| What you need to do |
Report only how many lines in the material contain "Metronome".

+++ Stored data +++

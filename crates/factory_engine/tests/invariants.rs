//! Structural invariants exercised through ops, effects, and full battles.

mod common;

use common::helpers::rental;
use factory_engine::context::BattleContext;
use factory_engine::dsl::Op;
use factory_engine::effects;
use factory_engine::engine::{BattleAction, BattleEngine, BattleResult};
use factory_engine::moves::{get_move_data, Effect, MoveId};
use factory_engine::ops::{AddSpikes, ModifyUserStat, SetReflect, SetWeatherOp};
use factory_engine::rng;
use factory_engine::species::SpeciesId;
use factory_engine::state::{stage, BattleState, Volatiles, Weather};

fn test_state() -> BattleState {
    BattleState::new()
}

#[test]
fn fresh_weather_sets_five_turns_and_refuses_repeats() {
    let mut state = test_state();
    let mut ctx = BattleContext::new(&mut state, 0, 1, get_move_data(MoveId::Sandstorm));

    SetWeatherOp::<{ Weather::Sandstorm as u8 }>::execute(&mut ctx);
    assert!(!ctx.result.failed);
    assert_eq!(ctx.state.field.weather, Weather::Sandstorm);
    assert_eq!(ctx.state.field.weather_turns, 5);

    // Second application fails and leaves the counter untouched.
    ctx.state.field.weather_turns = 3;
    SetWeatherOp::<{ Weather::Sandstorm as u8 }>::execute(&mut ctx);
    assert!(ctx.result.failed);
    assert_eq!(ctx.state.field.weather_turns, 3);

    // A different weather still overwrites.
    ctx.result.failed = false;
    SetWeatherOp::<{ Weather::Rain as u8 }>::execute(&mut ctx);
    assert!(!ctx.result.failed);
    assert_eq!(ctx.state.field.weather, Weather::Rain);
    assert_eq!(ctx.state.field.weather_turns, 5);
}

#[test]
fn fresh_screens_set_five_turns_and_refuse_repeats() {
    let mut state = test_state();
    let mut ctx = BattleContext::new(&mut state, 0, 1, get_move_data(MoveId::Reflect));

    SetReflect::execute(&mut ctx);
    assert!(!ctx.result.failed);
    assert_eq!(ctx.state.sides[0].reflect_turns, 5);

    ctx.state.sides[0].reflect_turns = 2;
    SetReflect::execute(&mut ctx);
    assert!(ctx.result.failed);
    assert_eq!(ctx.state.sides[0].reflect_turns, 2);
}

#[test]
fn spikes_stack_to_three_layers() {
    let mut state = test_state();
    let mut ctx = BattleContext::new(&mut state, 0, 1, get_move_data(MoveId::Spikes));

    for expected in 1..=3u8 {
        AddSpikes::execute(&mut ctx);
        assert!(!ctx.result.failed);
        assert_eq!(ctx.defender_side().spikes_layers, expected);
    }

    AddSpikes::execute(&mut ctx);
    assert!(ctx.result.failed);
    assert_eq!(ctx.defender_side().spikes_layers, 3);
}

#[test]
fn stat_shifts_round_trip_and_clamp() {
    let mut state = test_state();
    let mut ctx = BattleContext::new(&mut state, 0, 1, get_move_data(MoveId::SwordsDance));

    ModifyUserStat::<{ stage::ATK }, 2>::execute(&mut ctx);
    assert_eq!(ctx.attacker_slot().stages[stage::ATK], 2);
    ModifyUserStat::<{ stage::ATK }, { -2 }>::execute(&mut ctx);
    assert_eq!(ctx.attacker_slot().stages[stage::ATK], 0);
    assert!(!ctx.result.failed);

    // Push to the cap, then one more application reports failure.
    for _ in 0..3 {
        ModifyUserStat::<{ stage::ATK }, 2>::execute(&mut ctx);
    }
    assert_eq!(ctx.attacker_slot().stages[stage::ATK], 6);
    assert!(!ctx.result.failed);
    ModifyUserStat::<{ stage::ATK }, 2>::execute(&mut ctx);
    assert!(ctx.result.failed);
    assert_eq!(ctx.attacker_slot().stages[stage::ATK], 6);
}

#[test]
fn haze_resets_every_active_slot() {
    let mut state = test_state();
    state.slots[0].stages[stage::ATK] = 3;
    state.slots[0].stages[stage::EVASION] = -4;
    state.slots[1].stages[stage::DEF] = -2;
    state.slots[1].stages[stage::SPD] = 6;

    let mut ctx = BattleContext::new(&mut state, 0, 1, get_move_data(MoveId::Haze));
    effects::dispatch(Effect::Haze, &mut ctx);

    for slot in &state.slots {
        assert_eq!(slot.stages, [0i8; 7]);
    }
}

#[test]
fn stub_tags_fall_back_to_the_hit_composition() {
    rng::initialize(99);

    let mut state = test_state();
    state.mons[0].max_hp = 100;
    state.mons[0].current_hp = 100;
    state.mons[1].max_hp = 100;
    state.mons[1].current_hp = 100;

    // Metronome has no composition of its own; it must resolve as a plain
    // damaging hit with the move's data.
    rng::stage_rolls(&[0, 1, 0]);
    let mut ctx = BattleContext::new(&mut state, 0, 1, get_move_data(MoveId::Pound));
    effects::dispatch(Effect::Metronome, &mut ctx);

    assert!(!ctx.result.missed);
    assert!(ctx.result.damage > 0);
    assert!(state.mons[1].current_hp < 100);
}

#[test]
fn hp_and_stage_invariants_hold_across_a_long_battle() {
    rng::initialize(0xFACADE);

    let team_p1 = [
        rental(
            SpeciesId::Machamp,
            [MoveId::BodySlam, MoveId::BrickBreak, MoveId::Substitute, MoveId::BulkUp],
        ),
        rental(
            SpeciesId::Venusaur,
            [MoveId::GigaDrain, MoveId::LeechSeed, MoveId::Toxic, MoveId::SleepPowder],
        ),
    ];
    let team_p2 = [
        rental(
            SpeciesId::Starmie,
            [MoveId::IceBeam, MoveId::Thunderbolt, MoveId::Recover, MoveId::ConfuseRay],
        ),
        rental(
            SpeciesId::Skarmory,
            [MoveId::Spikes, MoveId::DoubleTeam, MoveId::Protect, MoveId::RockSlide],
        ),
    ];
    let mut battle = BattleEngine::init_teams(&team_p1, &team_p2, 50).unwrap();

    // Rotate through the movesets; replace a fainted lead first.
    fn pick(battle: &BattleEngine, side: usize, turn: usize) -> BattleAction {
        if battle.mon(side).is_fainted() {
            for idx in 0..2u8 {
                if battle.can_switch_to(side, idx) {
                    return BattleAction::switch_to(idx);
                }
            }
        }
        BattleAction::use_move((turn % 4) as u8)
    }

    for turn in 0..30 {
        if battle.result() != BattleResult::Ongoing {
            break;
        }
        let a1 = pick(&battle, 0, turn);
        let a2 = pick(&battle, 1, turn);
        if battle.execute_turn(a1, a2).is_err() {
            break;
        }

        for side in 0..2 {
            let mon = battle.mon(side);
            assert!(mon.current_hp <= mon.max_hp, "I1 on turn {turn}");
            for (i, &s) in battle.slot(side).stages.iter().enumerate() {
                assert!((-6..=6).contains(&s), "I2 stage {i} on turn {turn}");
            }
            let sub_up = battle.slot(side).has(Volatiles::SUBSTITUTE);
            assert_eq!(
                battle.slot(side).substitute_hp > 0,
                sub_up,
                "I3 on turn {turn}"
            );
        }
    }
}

+++

| Solution to this problem |
2